Not filing as an LLC is also a strike against my confidence in this company. It only costs $225 for an initial filing in Nevada and maybe $150 in legal fees. If you can get the funds to start a bus company, I find it strange that you can't scrounge up $400 to file as an LLC.


----------



## Swadian Hardcore (Jun 19, 2020)

They aren't a LLC because they're not operating and have no passengers or employees. Whether it's a strike of confidence for you doesn't matter, since you're not involved. Spending money on "prestige" isn't a sound business practice.


----------



## railiner (Jun 19, 2020)

I think what sttom means, is that it's of concern looking at it as a potential customer....so...it does matter.


----------



## sttom (Jun 19, 2020)

Swadian Hardcore said:


> They aren't a LLC because they're not operating and have no passengers or employees. Whether it's a strike of confidence for you doesn't matter, since you're not involved. Spending money on "prestige" isn't a sound business practice.


Paying to incorporate as an LLC isn't a form of "prestige" like paying for a Better Business Bureau rating or paying people on Fiver to write good Google and Yelp reviews. Its a normal way or organizing a business to shield yourself against liability should something go wrong. Meaning, if things go south as a sole proprietorship, the bank, the creditors or people suing you for lets say a crashed bus, can sue you personally into bankruptcy. As an LLC, they wouldn't be able to do it, except in a few rare circumstances. So, as a customer, the business owners not taking the time to plan things out that far doesn't give me any confidence that this company will last that long.


----------



## Swadian Hardcore (Jun 19, 2020)

You're absolutely correct that it's a "normal way...to shield yourself from liability should something go wrong". Yet this only applies if there's banks, creditors, or potential lawsuits involved. There's no banks or creditors, and the insurance company is liable for BIPD in the event of an accident. If the insurance company can't meet demands, then the owner is often liable for the balance anyway.

As a sole proprietor myself, I can assure you that I did consult an attorney before joining RNO PDX as an independent owner-operator.
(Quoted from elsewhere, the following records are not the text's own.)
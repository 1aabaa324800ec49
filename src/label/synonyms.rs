//! Synonym map and the derived ontology view.
//!
//! The synonym map is the single source of truth: term → canonical label.
//! The [`OntologyView`] (label → children) is recomputed from it on demand
//! and never persisted.
//!
//! Every stored edge strictly increases depth, so chains are acyclic by
//! construction and never longer than the deepest label.

use super::label::Label;
use serde::{Deserialize, Serialize};
use std::collections::{BTreeMap, BTreeSet};

/// Term → canonical label assignments.
#[derive(Debug, Clone, Default, PartialEq, Eq, Serialize, Deserialize)]
#[serde(transparent)]
pub struct SynonymMap {
    entries: BTreeMap<Label, Label>,
}

impl SynonymMap {
    /// Empty map.
    pub fn new() -> Self {
        Self::default()
    }

    /// Canonical label of `term`, if assigned.
    pub fn get(&self, term: &Label) -> Option<&Label> {
        self.entries.get(term)
    }

    /// Whether `term` has a canonical label.
    pub fn contains(&self, term: &Label) -> bool {
        self.entries.contains_key(term)
    }

    /// Number of assigned terms.
    pub fn len(&self) -> usize {
        self.entries.len()
    }

    /// True if nothing is assigned.
    pub fn is_empty(&self) -> bool {
        self.entries.is_empty()
    }

    /// Iterate `(term, label)` pairs in term order.
    pub fn iter(&self) -> impl Iterator<Item = (&Label, &Label)> {
        self.entries.iter()
    }

    /// Assign `term → label`.
    ///
    /// Rejected (returns `false`) when `label` is not strictly deeper than
    /// `term`, which also rules out self-mapping.
    pub fn assign(&mut self, term: Label, label: Label) -> bool {
        if label.depth() <= term.depth() {
            return false;
        }
        self.entries.insert(term, label);
        true
    }

    /// Drop the assignment for `term`, returning it to the unlabeled state.
    pub fn remove(&mut self, term: &Label) -> Option<Label> {
        self.entries.remove(term)
    }

    /// Remove the edges of parent labels that no longer have children.
    ///
    /// Repeats until every parent term in the map has at least one child, so
    /// a vacated label's ancestors are dropped too. Returns the number of
    /// edges removed.
    pub fn prune_childless(&mut self) -> usize {
        let mut removed = 0;
        loop {
            let labels: BTreeSet<&Label> = self.entries.values().collect();
            let orphans: Vec<Label> = self
                .entries
                .keys()
                .filter(|t| t.is_parent() && !labels.contains(t))
                .cloned()
                .collect();
            if orphans.is_empty() {
                return removed;
            }
            for t in &orphans {
                self.entries.remove(t);
            }
            removed += orphans.len();
        }
    }

    /// Inverse view: label → sorted children.
    pub fn view(&self) -> OntologyView {
        let mut children: BTreeMap<Label, Vec<Label>> = BTreeMap::new();
        for (term, label) in &self.entries {
            children.entry(label.clone()).or_default().push(term.clone());
        }
        OntologyView { children }
    }

    /// Labels with children but no parent of their own.
    pub fn top_parents(&self) -> Vec<Label> {
        let labels: BTreeSet<&Label> = self.entries.values().collect();
        labels
            .into_iter()
            .filter(|l| !self.entries.contains_key(*l))
            .cloned()
            .collect()
    }

    /// Distinct labels at exactly `depth`.
    pub fn parents_at_depth(&self, depth: u8) -> Vec<Label> {
        let labels: BTreeSet<&Label> = self
            .entries
            .values()
            .filter(|l| l.depth() == depth)
            .collect();
        labels.into_iter().cloned().collect()
    }

    /// Ancestors of `term`, nearest first.
    pub fn chain(&self, term: &Label) -> Vec<Label> {
        let mut out = Vec::new();
        let mut current = term;
        while let Some(next) = self.entries.get(current) {
            if out.contains(next) {
                break;
            }
            out.push(next.clone());
            current = next;
        }
        out
    }

    /// Topmost ancestor of `term`, or `term` itself when unassigned.
    pub fn root_of(&self, term: &Label) -> Label {
        self.chain(term).pop().unwrap_or_else(|| term.clone())
    }
}

impl FromIterator<(Label, Label)> for SynonymMap {
    fn from_iter<I: IntoIterator<Item = (Label, Label)>>(iter: I) -> Self {
        let mut map = Self::new();
        for (term, label) in iter {
            map.assign(term, label);
        }
        map
    }
}

/// Label → children, derived from a [`SynonymMap`].
#[derive(Debug, Clone, Default, PartialEq, Eq)]
pub struct OntologyView {
    children: BTreeMap<Label, Vec<Label>>,
}

impl OntologyView {
    /// Children of `label`.
    pub fn children(&self, label: &Label) -> Option<&[Label]> {
        self.children.get(label).map(Vec::as_slice)
    }

    /// Iterate `(label, children)` in label order.
    pub fn iter(&self) -> impl Iterator<Item = (&Label, &Vec<Label>)> {
        self.children.iter()
    }

    /// Number of labels with at least one child.
    pub fn len(&self) -> usize {
        self.children.len()
    }

    /// True if no label has children.
    pub fn is_empty(&self) -> bool {
        self.children.is_empty()
    }

    /// Largest child count.
    pub fn max_cluster_size(&self) -> usize {
        self.children.values().map(Vec::len).max().unwrap_or(0)
    }
}

#[cfg(test)]
mod tests {
    use super::*;

    fn sample() -> SynonymMap {
        [
            (Label::leaf("a"), Label::new("a", 1)),
            (Label::leaf("b"), Label::new("a", 1)),
            (Label::leaf("c"), Label::new("c", 1)),
            (Label::new("a", 1), Label::new("a", 2)),
        ]
        .into_iter()
        .collect()
    }

    #[test]
    fn view_inverts_map() {
        let view = sample().view();
        assert_eq!(
            view.children(&Label::new("a", 1)).unwrap(),
            &[Label::leaf("a"), Label::leaf("b")]
        );
        assert_eq!(view.len(), 3);
    }

    #[test]
    fn top_parents_have_no_parent() {
        let tops = sample().top_parents();
        assert_eq!(tops, vec![Label::new("c", 1), Label::new("a", 2)]);
    }

    #[test]
    fn assign_rejects_non_increasing_depth() {
        let mut map = SynonymMap::new();
        assert!(!map.assign(Label::leaf("x"), Label::leaf("x")));
        assert!(!map.assign(Label::new("x", 2), Label::new("y", 1)));
        assert!(map.assign(Label::leaf("x"), Label::new("x", 1)));
    }

    #[test]
    fn chain_walks_to_root() {
        let map = sample();
        assert_eq!(
            map.chain(&Label::leaf("b")),
            vec![Label::new("a", 1), Label::new("a", 2)]
        );
        assert_eq!(map.root_of(&Label::leaf("c")), Label::new("c", 1));
        assert_eq!(map.root_of(&Label::leaf("z")), Label::leaf("z"));
    }

    #[test]
    fn childless_parents_are_pruned_up_the_chain() {
        let mut map = sample();
        map.assign(Label::new("a", 2), Label::new("a", 3));
        map.remove(&Label::leaf("a"));
        assert_eq!(map.prune_childless(), 0);

        map.remove(&Label::leaf("b"));
        assert_eq!(map.prune_childless(), 2);
        assert!(!map.contains(&Label::new("a", 1)));
        assert!(!map.contains(&Label::new("a", 2)));
        assert_eq!(map.top_parents(), vec![Label::new("c", 1)]);
    }

    #[test]
    fn json_round_trip() {
        let map = sample();
        let json = serde_json::to_string(&map).unwrap();
        assert!(json.contains("\"b\":\"¶a\""));
        let back: SynonymMap = serde_json::from_str(&json).unwrap();
        assert_eq!(back, map);
    }
}
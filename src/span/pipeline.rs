use super::tfidf::{TfIdfLabeler, TfIdfState};
use super::types::{Span, SpanId, SpanLabelMap};
use crate::cluster::BatchClusterer;
use crate::config::OntologyConfig;
use crate::embed::{embed_chunked, Embedder};
use crate::error::{Error, Result};
use crate::label::ClusterMap;
use crate::recluster::{ReclusterController, ReclusterReport};
use crate::stability::{assign_unlabeled, consensus_label, AnchorSampler, CONSENSUS_QUORUM};
use crate::stopwords::Stopwords;
use crate::store::VectorStore;
use crate::vocab::Vocabulary;
use std::collections::{BTreeMap, BTreeSet};
use tracing::{debug, info, warn};

/// Incremental span clustering with descriptive labels.
///
/// Each call to [`cluster_spans`](Self::cluster_spans) is one batch. Fresh
/// clusters get ids `"{batch}_{n}"`, which the TF-IDF pass then replaces
/// with words drawn from the cluster's spans where it can.
pub struct SpanPipeline<E> {
    config: OntologyConfig,
    embedder: E,
    store: VectorStore,
    stopwords: Stopwords,
    weights: Option<Vocabulary>,
    tfidf: TfIdfState,
    clusterer: BatchClusterer,
    sampler: AnchorSampler,
    batches: usize,
    next_cluster: usize,
}

impl<E: Embedder> SpanPipeline<E> {
    /// Create a pipeline writing span vectors into `store`.
    pub fn new(config: OntologyConfig, embedder: E, store: VectorStore) -> Result<Self> {
        config.validate()?;
        if store.dim() != embedder.dim() {
            return Err(Error::DimensionMismatch {
                expected: embedder.dim(),
                found: store.dim(),
            });
        }
        let store = match config.vector_capacity {
            Some(cap) => store.with_capacity_limit(Some(cap)),
            None => store,
        };
        Ok(Self {
            clusterer: config.clusterer(),
            sampler: AnchorSampler::new(config.max_anchor_ids(), config.seed),
            config,
            embedder,
            store,
            stopwords: Stopwords::english(),
            weights: None,
            tfidf: TfIdfState::new(),
            batches: 0,
            next_cluster: 0,
        })
    }

    /// Replace the stopword table.
    pub fn with_stopwords(mut self, stopwords: Stopwords) -> Self {
        self.stopwords = stopwords;
        self
    }

    /// Score label words with term weights from a term vocabulary.
    pub fn with_term_weights(mut self, vocab: Vocabulary) -> Self {
        self.weights = Some(vocab);
        self
    }

    /// Resume frequency accounting and batch numbering.
    pub fn with_state(mut self, tfidf: TfIdfState, batches: usize) -> Self {
        self.tfidf = tfidf;
        self.batches = batches;
        self
    }

    /// Accumulated TF-IDF state.
    pub fn tfidf(&self) -> &TfIdfState {
        &self.tfidf
    }

    /// Number of batches processed.
    pub fn batches(&self) -> usize {
        self.batches
    }

    /// Span vector store.
    pub fn store(&self) -> &VectorStore {
        &self.store
    }

    /// Mutable store access, e.g. to flush it.
    pub fn store_mut(&mut self) -> &mut VectorStore {
        &mut self.store
    }

    /// Cluster one batch of spans and return the updated map.
    ///
    /// Spans already labeled keep their labels. Adjacency labels are filled
    /// in batch order once labeling is complete.
    pub fn cluster_spans(&mut self, batch: &[Span], labels: &SpanLabelMap) -> Result<SpanLabelMap> {
        let mut next = labels.clone();
        let batch_no = self.batches;
        self.next_cluster = 0;

        let mut seen: BTreeSet<&SpanId> = BTreeSet::new();
        let mut order: Vec<SpanId> = Vec::with_capacity(batch.len());
        for span in batch {
            if next.index_of(&span.id).is_none() {
                self.store.grow_to(next.span_count() + 1)?;
            }
            next.register_span(span);
            if seen.insert(&span.id) {
                order.push(span.id.clone());
            }
        }
        self.embed_pending(&next, &order)?;

        let unlabeled: Vec<SpanId> = order
            .iter()
            .filter(|id| next.label_of(id).is_none())
            .cloned()
            .collect();
        let n = unlabeled.len();
        let chunk = self.config.batch_chunk();
        for start in (0..n).step_by(chunk) {
            let end = (start + chunk).min(n);
            let history: Vec<SpanId> = unlabeled[..start]
                .iter()
                .filter(|id| next.label_of(id).is_none())
                .cloned()
                .collect();
            let labeled: Vec<SpanId> = next
                .iter()
                .map(|(id, _)| id)
                .filter(|id| next.index_of(id).is_some_and(|i| self.store.is_written(i)))
                .cloned()
                .collect();
            let mut members = self.sampler.sample(history, labeled);
            members.extend_from_slice(&unlabeled[start..end]);
            let k = OntologyConfig::target_k(members.len(), self.config.span_items_per_cluster);
            self.cluster_into(&mut next, &members, k, batch_no, None)?;
        }

        let report = self.enforce_cluster_sizes(&mut next, labels, batch_no)?;

        let prefix = format!("{batch_no}_");
        let bodies: BTreeMap<String, Vec<Span>> = next
            .clusters()
            .into_iter()
            .filter(|(label, _)| label.starts_with(&prefix))
            .map(|(label, ids)| {
                let spans = ids.iter().filter_map(|id| next.span(id)).cloned().collect();
                (label, spans)
            })
            .collect();
        let fresh: BTreeMap<String, Vec<&Span>> = bodies
            .iter()
            .filter(|(_, spans)| !spans.is_empty())
            .map(|(label, spans)| (label.clone(), spans.iter().collect()))
            .collect();
        let mut labeler = TfIdfLabeler::new(
            self.stopwords.domain_set(),
            self.config.tfidf_top_k,
            self.config.label_max_terms,
        );
        if let Some(vocab) = &self.weights {
            labeler = labeler.with_weights(vocab);
        }
        let renames = labeler.relabel_with_tfidf(&mut self.tfidf, &mut next, &fresh);

        next.link_sequence(&order);
        self.batches += 1;
        info!(
            batch = batch_no,
            spans = order.len(),
            clustered = n,
            fresh = fresh.len(),
            described = renames.len(),
            split = report.split,
            "clustered span batch"
        );
        Ok(next)
    }

    /// Split span clusters above the size ceiling.
    ///
    /// Span clusters are never dissolved: a span is only clustered in the
    /// batch it arrives in, so a dissolved span would stay unlabeled. For the
    /// same reason, spans the controller trims are grouped into new clusters
    /// of at most the ceiling. A split group whose members mostly held one
    /// label before this batch takes that label back once it is vacant.
    fn enforce_cluster_sizes(
        &mut self,
        labels: &mut SpanLabelMap,
        established: &SpanLabelMap,
        batch_no: usize,
    ) -> Result<ReclusterReport> {
        let per_cluster = self.config.span_items_per_cluster;
        let controller = ReclusterController::from_config(&self.config, per_cluster);
        let assigned: Vec<SpanId> = labels.iter().map(|(id, _)| id.clone()).collect();

        let report = controller.run(labels, true, |map, members| {
            let k = controller.split_k(members.len(), per_cluster);
            self.cluster_into(map, &members, k, batch_no, Some(established))
        })?;

        let stranded: Vec<SpanId> = assigned
            .into_iter()
            .filter(|id| labels.label_of(id).is_none())
            .collect();
        for group in stranded.chunks(controller.ceiling()) {
            let label = self.fresh_label(batch_no);
            assign_unlabeled(labels, group, &label);
        }
        if !stranded.is_empty() {
            warn!(
                spans = stranded.len(),
                ceiling = controller.ceiling(),
                "regrouped spans trimmed from oversized clusters"
            );
        }
        Ok(report)
    }

    fn embed_pending(&mut self, labels: &SpanLabelMap, ids: &[SpanId]) -> Result<()> {
        let mut idxs = Vec::new();
        let mut texts = Vec::new();
        for id in ids {
            let Some(span) = labels.span(id) else {
                continue;
            };
            if let Some(i) = labels.index_of(id).filter(|&i| !self.store.is_written(i)) {
                idxs.push(i);
                texts.push(span.surface());
            }
        }
        if idxs.is_empty() {
            return Ok(());
        }
        let vectors = embed_chunked(&self.embedder, &texts, self.config.span_embed_batch_size)?;
        self.store.write_many(&idxs, &vectors)?;
        debug!(embedded = idxs.len(), "embedded spans");
        Ok(())
    }

    fn fresh_label(&mut self, batch_no: usize) -> String {
        let label = format!("{batch_no}_{}", self.next_cluster);
        self.next_cluster += 1;
        label
    }

    fn cluster_into(
        &mut self,
        labels: &mut SpanLabelMap,
        members: &[SpanId],
        k: usize,
        batch_no: usize,
        established: Option<&SpanLabelMap>,
    ) -> Result<()> {
        let members: Vec<SpanId> = members
            .iter()
            .filter(|id| labels.index_of(id).is_some_and(|i| self.store.is_written(i)))
            .cloned()
            .collect::<BTreeSet<_>>()
            .into_iter()
            .collect();
        if members.is_empty() {
            return Ok(());
        }
        let idxs: Vec<usize> = members.iter().filter_map(|id| labels.index_of(id)).collect();
        let groups = self.clusterer.partition(&self.store.gather(&idxs), k)?;
        for group in groups {
            let ids: Vec<SpanId> = group.iter().map(|&p| members[p].clone()).collect();
            let label = consensus_label(labels, &ids)
                .or_else(|| established.and_then(|prev| vacant_prior_label(prev, labels, &ids)))
                .unwrap_or_else(|| self.fresh_label(batch_no));
            assign_unlabeled(labels, &ids, &label);
        }
        Ok(())
    }
}

/// Label that at least [`CONSENSUS_QUORUM`] of `ids` carried in `prev` and
/// that no span in `current` carries any more.
fn vacant_prior_label(prev: &SpanLabelMap, current: &SpanLabelMap, ids: &[SpanId]) -> Option<String> {
    let mut counts: BTreeMap<&str, usize> = BTreeMap::new();
    for id in ids {
        if let Some(label) = prev.label(id) {
            *counts.entry(label).or_insert(0) += 1;
        }
    }
    counts
        .into_iter()
        .filter(|&(label, count)| count >= CONSENSUS_QUORUM && current.members(label).is_empty())
        .max_by(|(la, ca), (lb, cb)| ca.cmp(cb).then_with(|| lb.cmp(la)))
        .map(|(label, _)| label.to_string())
}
We came to a conclusion that we shouldn't form an LLC unless I have employees, creditors, or investors. Which I do not.

If I do get involved with employees, creditors, or investors, then I'd form a LLC. However, our very purpose was to obtain self-employment with no credit nor any employees at all.


----------



## sttom (Jun 19, 2020)

Its still not a good idea, there is still more potential for financial ruin should things go wrong. Its fine if you don't own more than a car, but if you or anyone involved owns a house, an IRA or really anything you aren't willing to lose, I would reconsider. There also the difference between you as an independent contractor and the business itself as a separate entity. If they (assuming some degree of separation) are not an LLC, they I am even more concerned. And if there is no separation, then all of you should reconsider filing as an LLC if anyone owns a home or IRA or just anything they aren't willing to lose should something bad happen. I don't need to know the details, but I would strongly recommend getting a second opinion from an accountant or someone you know that has formed an LLC for business reasons, if you know any.


----------



## Swadian Hardcore (Jun 19, 2020)

Again, you're absolutely correct, but I don't own a home or IRA. And again, I believe we use the same attorney and if he advised against it, then I wouldn't do it except for "prestige".

It's also possible or even likely that we'd form an LLC once we figure out how to find passengers. Without passengers, there's no business and even less reason to form an LLC.

As for an accountant, I have a close relative who's a CPA. She advised (even more strongly than the attorney) against forming an LLC. I can't speak for the others and am not privy to more details, but I did get that second opinion. And it's with this information that I made my decision.


----------



## rickycourtney (Jun 19, 2020)

Reno to Portland seems like an oddly specific market pair with a very niche market.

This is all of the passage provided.